*Muhalefet
- Usta be!
- Evet?
- Ben muhalefet etmek istiyorum.
- Kime?
- Kendime.
- Nee?
- Kendime muhalefet etmek istiyorum.
- Niye ki?
- Hiçbir sorumluluk getirmiyor da ondan…
- Yani?
- Günümüzde en güzel eylem ‘muhalefet etmek’ de onun için...
- Yani birisi ‘ak’ derse, sen ‘kara’ diyeceksin.
- Evet.
- O, eğer ‘kara’ derse, sen hemen ‘ak’ diyeceksin!
- Evet, aynen öyle.
- Peki, sana birileri ‘sen bir insansın’ dese?
- ‘Hayır, değilim’ diyeceğim.
- Haaaa… Öyleyse et de göreyim.
- Peki.
****
*Seviye
- Usta be!
- Evet?
- Bir şey sorabilir miyim?
- Elbette… ‘Sorma’ desem yine soracaksın. İyisi mi ‘yiğitlik’ bende kalsın.
- Tamam.
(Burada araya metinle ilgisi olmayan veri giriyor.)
// Engine backends

pub mod ytdlp;

pub use ytdlp::YtDlpFetcher;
Soru çok da…
- Sen şimdi birini sor, diğerlerini sonra sorarsın.
- Peki, soruyorum. Bazı dostlar senin sosyal medyadaki yazı ve paylaşımlarını takip ediyorlar. Takip edenlerin bir kısmı var ya…
- Evet?
- Anlamada 'güçlük' çektiklerini söylüyorlar. Bazıları da 'şifreli' buluyor.
- Eeee?
- Hani diyorum, onların ‘seviyelerine insen’ diyorum.
- Neee? Anlayamadım?
- Onların ‘seviyelerine insen’ diyorum.
- Niye ki? Onlar, biraz gayret etseler de, benim seviyeme çıksalar daha iyi olmaz mı?
- Elbette olur, ama…
- Aması ve maması yok… Biraz gayret etsinler. Her toplulukta ‘anlama özürlü’ veya ‘kavrama özürlü’ insan olur. Bunlar gayet normaldir. Normal olmayan şey, bunların bir de ‘anlamış gibi’ akıl vermeleri ve yorum yapmaları yok mu? İnsanı işte onlar çok üzüyor.
- Hiç böyle düşünmemiştim.
- Artık böyle düşünebilirsin, tamam mı?
- Tamam.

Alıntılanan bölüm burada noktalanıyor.